What happens in this environment? People stop optimising for consumers and start optimising for peers. Which campaign looks smartest in the review? Which dashboard looks neatest? Which work will win industry approval? The compass shifts away from lived behaviour and towards professional approval.
Peer recognition is important, and celebrating great work is part of the industry’s lifeblood. But too often, the consumer—the actual point of interest—is forgotten.
Even LinkedIn has drifted from what once made it inspiring: sharp, consumer-first insight. Bringing that spark back must be a mission.
The human compass
The route out of overwhelm isn’t another layer of tech or a tweak to the funnel. It’s returning to human behaviour as our organising principle. What do people value? How do they navigate daily contexts? What shortcuts, identities, and rituals shape their decisions?
Take the so-called “shrinking attention span.” In reality, attention isn’t vanishing – it’s filtering. Consumers, bombarded with stimuli, have developed sharper, faster filters. They spot irrelevance in a second. But when something aligns with their values or lived experience, they engage deeply. It’s not that they lack attention; it’s that they’re selective with it.

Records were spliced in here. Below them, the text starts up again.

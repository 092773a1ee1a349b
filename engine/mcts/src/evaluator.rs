//! Oracle output checks.
//!
//! The evaluator contract lives in `engine-core`. The search does not trust
//! the numbers it gets back: priors are masked to legal actions and
//! renormalised, and the value is clamped to `[-1, 1]`. Anything that had to
//! be repaired is reported as a [`ContractViolation`] and logged, never
//! returned as an error.

use thiserror::Error;
use tracing::warn;

pub use engine_core::{
    uniform_policy, EvalResult, Evaluator, EvaluatorError, RandomEvaluator, UniformEvaluator,
};

/// Legal prior mass below this is treated as zero.
const MIN_LEGAL_MASS: f32 = 1e-8;

/// A recoverable breach of the evaluator contract.
#[derive(Debug, Clone, PartialEq, Error)]
pub enum ContractViolation {
    #[error("policy has {got} entries, expected {expected}")]
    PolicyLength { expected: usize, got: usize },

    #[error("policy contains negative or non-finite priors")]
    InvalidPrior,

    #[error("policy puts no mass on legal actions")]
    NoLegalMass,

    #[error("value {0} is not finite")]
    NonFiniteValue(f32),

    #[error("value {0} is outside [-1, 1]")]
    ValueOutOfRange(f32),
}

/// Evaluator output after repair.
#[derive(Debug, Clone)]
pub struct Sanitized {
    /// Priors over all actions, zero on illegal ones, summing to 1 when any
    /// action is legal
    pub priors: Vec<f32>,

    /// Value in `[-1, 1]`
    pub value: f32,

    pub violations: Vec<ContractViolation>,
}

/// Mask, renormalise and clamp raw evaluator output.
///
/// Falls back to a uniform prior when the policy has the wrong length or no
/// usable mass on legal actions. A non-finite value becomes 0.
pub fn sanitize(result: &EvalResult, legal_mask: &[bool]) -> Sanitized {
    let mut violations = Vec::new();

    let priors = if result.policy.len() != legal_mask.len() {
        violations.push(ContractViolation::PolicyLength {
            expected: legal_mask.len(),
            got: result.policy.len(),
        });
        uniform_policy(legal_mask)
    } else {
        let mut masked: Vec<f32> = result
            .policy
            .iter()
            .zip(legal_mask)
            .map(|(&p, &legal)| if legal { p } else { 0.0 })
            .collect();

        if masked.iter().any(|p| !p.is_finite() || *p < 0.0) {
            violations.push(ContractViolation::InvalidPrior);
            for p in &mut masked {
                if !p.is_finite() || *p < 0.0 {
                    *p = 0.0;
                }
            }
        }

        let mass: f32 = masked.iter().sum();
        if mass < MIN_LEGAL_MASS {
            if legal_mask.iter().any(|&legal| legal) {
                violations.push(ContractViolation::NoLegalMass);
            }
            uniform_policy(legal_mask)
        } else {
            for p in &mut masked {
                *p /= mass;
            }
            masked
        }
    };

    let value = if !result.value.is_finite() {
        violations.push(ContractViolation::NonFiniteValue(result.value));
        0.0
    } else if !(-1.0..=1.0).contains(&result.value) {
        violations.push(ContractViolation::ValueOutOfRange(result.value));
        result.value.clamp(-1.0, 1.0)
    } else {
        result.value
    };

    for violation in &violations {
        warn!(%violation, "Evaluator output repaired");
    }

    Sanitized {
        priors,
        value,
        violations,
    }
}

#[cfg(test)]
mod tests {
    use super::*;

    fn eval(policy: Vec<f32>, value: f32) -> EvalResult {
        EvalResult { policy, value }
    }

    #[test]
    fn test_clean_output_is_unchanged() {
        let mask = [true, false, true, true];
        let out = sanitize(&eval(vec![0.5, 0.0, 0.25, 0.25], 0.3), &mask);
        assert!(out.violations.is_empty());
        assert_eq!(out.priors, vec![0.5, 0.0, 0.25, 0.25]);
        assert!((out.value - 0.3).abs() < 1e-6);
    }

    #[test]
    fn test_illegal_mass_is_masked_and_renormalised() {
        let mask = [true, false, true];
        let out = sanitize(&eval(vec![0.2, 0.6, 0.2], 0.0), &mask);
        // Mass on illegal actions is silently dropped
        assert!(out.violations.is_empty());
        assert!((out.priors[0] - 0.5).abs() < 1e-6);
        assert_eq!(out.priors[1], 0.0);
        assert!((out.priors[2] - 0.5).abs() < 1e-6);
    }

    #[test]
    fn test_wrong_length_falls_back_to_uniform() {
        let mask = [true, true, false];
        let out = sanitize(&eval(vec![1.0], 0.0), &mask);
        assert_eq!(
            out.violations,
            vec![ContractViolation::PolicyLength {
                expected: 3,
                got: 1
            }]
        );
        assert_eq!(out.priors, vec![0.5, 0.5, 0.0]);
    }

    #[test]
    fn test_no_legal_mass_falls_back_to_uniform() {
        let mask = [false, true, true];
        let out = sanitize(&eval(vec![1.0, 0.0, 0.0], 0.0), &mask);
        assert_eq!(out.violations, vec![ContractViolation::NoLegalMass]);
        assert_eq!(out.priors, vec![0.0, 0.5, 0.5]);
    }

    #[test]
    fn test_nan_prior_is_dropped() {
        let mask = [true, true];
        let out = sanitize(&eval(vec![f32::NAN, 2.0], 0.0), &mask);
        assert_eq!(out.violations, vec![ContractViolation::InvalidPrior]);
        assert_eq!(out.priors, vec![0.0, 1.0]);
    }

    #[test]
    fn test_value_is_clamped() {
        let mask = [true];
        let out = sanitize(&eval(vec![1.0], 3.5), &mask);
        assert_eq!(out.violations, vec![ContractViolation::ValueOutOfRange(3.5)]);
        assert_eq!(out.value, 1.0);

        let out = sanitize(&eval(vec![1.0], -2.0), &mask);
        assert_eq!(out.value, -1.0);
    }

    #[test]
    fn test_nan_value_becomes_zero() {
        let mask = [true];
        let out = sanitize(&eval(vec![1.0], f32::NAN), &mask);
        assert_eq!(out.value, 0.0);
        assert!(matches!(
            out.violations.as_slice(),
            [ContractViolation::NonFiniteValue(_)]
        ));
    }
}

This is the essence of the ‘Human Compass’: using psychology and lived experience as the anchor for strategy. Instead of asking, “How do we keep attention for eight seconds?” the better question is, “How do we earn a place in people’s filters?”
Culture done right
The same principle applies to culture. Too often, brands treat culture as a gimmick: a TikTok dance, a meme, a surface-level co-sign. These quick dopamine hits may look good in a case study, but they rarely build equity.
Behavioural science shows culture is less about novelty and more about shared meaning. Rituals, values, and identity markers shape behaviour far more powerfully than fleeting moments. That’s where brands can connect. Align with rituals: how people eat, travel, celebrate, decompress. Honour values in ways that go beyond slogans. Tap identities authentically, not opportunistically.
For UK advertisers, that means shifting spend away from chasing viral sparks and toward embedding in everyday rhythms. This requires tuning in daily, not occasionally. It’s less about hijacking culture and more about becoming part of it.
Takeaway for media leaders
The promise here is both philosophical and practical. By integrating media and creative around human behaviour, we reduce waste. Campaigns stop chasing phantom funnels and start resonating where choices are actually made, with messaging that matches the medium and the moment.
Friction is cut, because consumers encounter brands in contexts that make sense. Over time, brands develop DNA rooted in relevance rather than novelty—the kind that drives real growth.
In a world of overwhelm, both marketers and consumers want simplicity. The funnel won’t provide it. Gimmicks won’t provide it. A better consumer understanding—a ‘Human Compass’—will. It’s time to tune back into the consumer.
Lea Karam is the CEO and founder of Mindscope.